A CHILD’S GUIDE TO THE ICEBERGS
I have put the night-light on.
Don't be afraid of the dark,
deep suck of the dark
like an ocean, I tell you
there is light in the ocean.
I have seen it, and one day
you will see it,
the phosphorescence of jellyfish
scattered across the tabletop
of the ocean, I have looked down
into the tropical dark and seen
needles of electric blue
tatting their neon in.
And in the Arctic, where
I have never been, there are
icebergs. Think of that light,
tons of it, hard light bobbing
in the black water,
you could dive and dive
and never get to the end of it.
--Elizabeth Gold
Copyright © 2015 by Oberlin College. May not
be reproduced without permission.
THE PROPHETS
My father sees God in the ocean. A hillside.
The divine chucks itself on his surfboard.
Science unraveled the start of the world by noting all planets are drifting away.
At 15, I am all girl-flesh, no faith.
O body. The globe of it expanding. New creases & out into space.
Science echoes the sprawl of a teen's day / heart / god.
My mother wakes in-patient from an overdose.
Slides out into space. I want.
The boy who plays drums to begin to painfully love me.
I drag my body to a Day of Obligation. My father asks.
Can you proofread my prophecy? Something hope.
Something loss. At 16, I have wounds on each wrist.
Tiny stigma, stigmata. My mother comes to in a red room.
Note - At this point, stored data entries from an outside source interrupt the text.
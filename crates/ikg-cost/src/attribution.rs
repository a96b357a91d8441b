//! Cost aggregation across a subgraph, a filter, or a provider/resource-type
//! group. `spec.md` §2 lists cost attribution as a top-level component but
//! gives it no dedicated `[MODULE]` block; grounded here on the same
//! group-by-key aggregation pattern used for the forecast engine's
//! per-provider/per-resource-type summary enrichment (§4.5).

use ikg_core::{Node, NodeFilter, Provider, ResourceType, Storage};
use std::collections::BTreeMap;

use crate::error::Result;

/// Aggregate cost over a set of nodes. `total_monthly` is the sum of every
/// known `cost_monthly`; nodes with `cost_monthly == None` contribute zero
/// to the total and are counted in `unknown_cost_count`.
#[derive(Debug, Clone, Default)]
pub struct CostAttribution {
    pub total_monthly: f64,
    pub node_count: usize,
    pub unknown_cost_count: usize,
    pub by_provider: BTreeMap<String, f64>,
    pub by_resource_type: BTreeMap<String, f64>,
}

fn provider_key(provider: Provider) -> String {
    serde_json::to_value(provider)
        .ok()
        .and_then(|v| v.as_str().map(str::to_string))
        .unwrap_or_else(|| "unknown".to_string())
}

fn resource_type_key(resource_type: ResourceType) -> String {
    serde_json::to_value(resource_type)
        .ok()
        .and_then(|v| v.as_str().map(str::to_string))
        .unwrap_or_else(|| "unknown".to_string())
}

/// Attribute cost across an already-materialized node set (e.g. a blast
/// radius or filtered subgraph result).
#[must_use]
pub fn attribute_cost(nodes: &[Node]) -> CostAttribution {
    let mut attribution = CostAttribution {
        node_count: nodes.len(),
        ..CostAttribution::default()
    };

    for node in nodes {
        match node.cost_monthly {
            Some(cost) => {
                attribution.total_monthly += cost;
                *attribution.by_provider.entry(provider_key(node.provider)).or_insert(0.0) += cost;
                *attribution.by_resource_type.entry(resource_type_key(node.resource_type)).or_insert(0.0) += cost;
            }
            None => attribution.unknown_cost_count += 1,
        }
    }

    attribution
}

/// Attribute cost across every node matching `filter`.
pub async fn attribute_cost_for_filter(storage: &dyn Storage, filter: &NodeFilter) -> Result<CostAttribution> {
    let nodes = storage.query_nodes(filter).await?;
    tracing::debug!(matched = nodes.len(), "attributing cost across filtered node set");
    Ok(attribute_cost(&nodes))
}
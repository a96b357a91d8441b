//! Built-in control packs. Rule bodies are data, not interface (`spec.md`
//! §4.4): each function returns a fresh `Vec` of closures over tags,
//! metadata, and incident relationship types.

pub mod cis;
pub mod hipaa;
pub mod iso27001;
pub mod nist_800_53;
pub mod pci_dss;
pub mod soc2;
//! Engine-wide configuration recognized by the sync and graph engines (§6).

/// Settings shared by the sync engine and the traversal algorithms.
#[derive(Debug, Clone, Copy, PartialEq)]
pub struct EngineConfig {
    /// Hard cap on traversal depth for blast radius / dependency chain / BFS.
    pub max_traversal_depth: u32,
    /// How long a node may go unseen before it is eligible to be marked
    /// `disappeared`, and how long an edge may go unseen before pruning.
    pub stale_threshold_ms: i64,
    /// Whether the sync engine marks stale nodes as disappeared.
    pub enable_drift_detection: bool,
    /// Whether the sync engine prunes edges whose endpoints are both stale.
    pub prune_orphaned_edges: bool,
}

impl Default for EngineConfig {
    fn default() -> Self {
        Self {
            max_traversal_depth: 8,
            stale_threshold_ms: 86_400_000,
            enable_drift_detection: true,
            prune_orphaned_edges: true,
        }
    }
}

#[cfg(test)]
mod tests {
    use super::*;

    #[test]
    fn defaults_match_spec() {
        let cfg = EngineConfig::default();
        assert_eq!(cfg.max_traversal_depth, 8);
        assert_eq!(cfg.stale_threshold_ms, 86_400_000);
        assert!(cfg.enable_drift_detection);
        assert!(cfg.prune_orphaned_edges);
    }
}
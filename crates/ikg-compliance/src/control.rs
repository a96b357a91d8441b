//! The `Control` trait: a declarative compliance rule, one predicate over a
//! single node plus its neighborhood (`spec.md` §4.4).

use ikg_core::ResourceType;
use std::sync::Arc;

use crate::context::ControlContext;

#[derive(Debug, Clone, Copy, PartialEq, Eq, PartialOrd, Ord, Hash, serde::Serialize)]
#[serde(rename_all = "lowercase")]
pub enum Severity {
    Low,
    Medium,
    High,
    Critical,
}

#[derive(Debug, Clone, Copy, PartialEq, Eq, serde::Serialize)]
#[serde(rename_all = "kebab-case")]
pub enum ControlStatus {
    Pass,
    Fail,
    Warning,
    NotApplicable,
}

/// A compliance rule. `evaluate` returns `Err` for an evaluation exception
/// (e.g. a malformed assumption about node shape) rather than panicking;
/// the engine isolates that per node and never aborts the framework on it.
pub trait Control: Send + Sync {
    fn id(&self) -> &str;
    fn framework(&self) -> &str;
    fn section(&self) -> &str;
    fn title(&self) -> &str;
    fn description(&self) -> &str;
    fn severity(&self) -> Severity;
    fn applicable_resource_types(&self) -> &[ResourceType];
    fn evaluate(&self, ctx: &ControlContext<'_>) -> Result<ControlStatus, String>;
    fn reason(&self, ctx: &ControlContext<'_>, status: ControlStatus) -> String;
}

type EvaluateFn = dyn Fn(&ControlContext<'_>) -> Result<ControlStatus, String> + Send + Sync;
type ReasonFn = dyn Fn(&ControlContext<'_>, ControlStatus) -> String + Send + Sync;

/// A `Control` built from closures rather than a dedicated type per rule —
/// the "registry of closures" realization of the control/model dispatch
/// pattern called out in `spec.md` §9.
pub struct ClosureControl {
    pub id: String,
    pub framework: String,
    pub section: String,
    pub title: String,
    pub description: String,
    pub severity: Severity,
    pub applicable_resource_types: Vec<ResourceType>,
    pub evaluate_fn: Arc<EvaluateFn>,
    pub reason_fn: Arc<ReasonFn>,
}

impl Control for ClosureControl {
    fn id(&self) -> &str {
        &self.id
    }
    fn framework(&self) -> &str {
        &self.framework
    }
    fn section(&self) -> &str {
        &self.section
    }
    fn title(&self) -> &str {
        &self.title
    }
    fn description(&self) -> &str {
        &self.description
    }
    fn severity(&self) -> Severity {
        self.severity
    }
    fn applicable_resource_types(&self) -> &[ResourceType] {
        &self.applicable_resource_types
    }
    fn evaluate(&self, ctx: &ControlContext<'_>) -> Result<ControlStatus, String> {
        (self.evaluate_fn)(ctx)
    }
    fn reason(&self, ctx: &ControlContext<'_>, status: ControlStatus) -> String {
        (self.reason_fn)(ctx, status)
    }
}

/// Builds a control whose `evaluate` is `pass` when `predicate` holds,
/// otherwise `fail`, with a single message used for both outcomes'
/// `reason`. Covers the common shape of the built-in control packs.
pub fn simple_control(
    id: impl Into<String>,
    framework: impl Into<String>,
    section: impl Into<String>,
    title: impl Into<String>,
    description: impl Into<String>,
    severity: Severity,
    applicable_resource_types: Vec<ResourceType>,
    predicate: impl Fn(&ControlContext<'_>) -> bool + Send + Sync + 'static,
    pass_reason: impl Into<String>,
    fail_reason: impl Into<String>,
) -> Arc<dyn Control> {
    let pass_reason = pass_reason.into();
    let fail_reason = fail_reason.into();
    Arc::new(ClosureControl {
        id: id.into(),
        framework: framework.into(),
        section: section.into(),
        title: title.into(),
        description: description.into(),
        severity,
        applicable_resource_types,
        evaluate_fn: Arc::new(move |ctx| Ok(if predicate(ctx) { ControlStatus::Pass } else { ControlStatus::Fail })),
        reason_fn: Arc::new(move |_ctx, status| {
            if status == ControlStatus::Pass {
                pass_reason.clone()
            } else {
                fail_reason.clone()
            }
        }),
    })
}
Feet bent back & she’s smiling.
She comes to me in the beige leather front seat of her Honda.
She says: I have a secret you can’t ever share.
All of life is the secret, & the porn, & the spheres she drives forward.
Chatroom lovers, knifepoint shoes, white-knuckle sober.
As she unwinds, I fold inwards.
I fold inwards. O Earth, you are still young & keening.
You do not yet know how to swallow the universe without tasting.
--Cait Weiss
Copyright © 2015 by Oberlin College. May not
be reproduced without permission.
EVENTS MINIATURIZED, BUT ALWAYS PRESENT
—The stumbling, tripping. Last night
we looked at the Crab Nebula. When a star
dies we call its shock of Technicolor
a supernova. Today a brute bumblebee
rumbles the wisteria's lilac clouds. Today
an infant and a zinnia. The one's crying becomes the other's
vivid color. Today cumuli, lightning, then
pollen floating on the pond like moments still spilling
from the Big Bang. —Gush of water, laughter, a hiccup. The zinnia seeds
resemble arrowheads. The tense
of all verbs is really the same. Why didn't I keep the letter sent
before you died unopened?
--Mark Irwin
Copyright © 2015 by Oberlin College. May not
be reproduced without permission.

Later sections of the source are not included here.